1960 composition composed by Krzysztof Penderecki

Anaklasis is a composition for 42 string instruments and percussion, composed in 1960 by the Polish composer Krzysztof Penderecki. It was first performed at the Donaueschingen Festival in 1960. At this first performance, it was well received by the audience who demanded an encore.

The title of the piece, Anaklasis means "Refraction of Light". This idea is expressed through the continuous modulation of timbre in the piece. Anaklasis is also a metrical term used in Greek poetry. Penderecki's biographer, Wolfram Schwinger noted that, "Penderecki has indeed admitted, in his programme note for Donaueschingen 1960 when Anaklasis was first performed, that this metrical definition inspired the rhythmic procedure of the central section, and led to the ideas of rotation and arhythmical progressions as factors governing the rhythms generally."

==History==
Anaklasis was first sketched and scored in the winter of 1959/60 during Penderecki's first visit to Italy. Schwinger said of the piece, it is "a document of extreme differentiated and multifarious composition in sound-patterns, a work of the most complicated noise-structures." Penderecki sought "the seamless transformation of sound-qualities, the flexible passage from sound to noise and vice versa." It is one of Penderecki's first pieces to use the special effects and inventive notations for which he is most known. Special effects he uses in the piece include dropping of a pencil on the strings of the piano and stroking the strings with jazz brushes.

==Form==
The form of the pieces is tripartite, with an A section which is strings alone, a B section which is percussion alone, and a C section which is a mixture of the two.
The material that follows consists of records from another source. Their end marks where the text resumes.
use thiserror::Error;

/// Errors surfaced by the pure domain layer: shuffling, filtering, and
/// run export/import. Remote and storage failures live in their own
/// crates and are mapped into [`crate::ControllerError`]-style enums
/// further up the stack, not here.
#[derive(Debug, Error)]
pub enum CoreError {
    #[error("invalid run export payload: {reason}")]
    InvalidExport { reason: String },

    #[error("failed to parse run export JSON: {0}")]
    ExportParse(#[from] serde_json::Error),
}

pub type Result<T> = std::result::Result<T, CoreError>;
The A section begins with five solo strings which begin and add to a pianissimo tone cluster in sequence starting with a solo viola's a. Larger groups of strings superimpose sforzandi on these entrances. Penderecki uses a large variety of articulations and string techniques to vary the color and texture of the first section which is characterized by continuity of noise and sound. Groups of strings play clusters of pitch, some definite and some indefinite, which contrast in timbre by the use of harmonics, tremolo, vibrato, col legno, pizzicato, and sul ponticello. In addition to timbre, the strings contrast in dynamic and register.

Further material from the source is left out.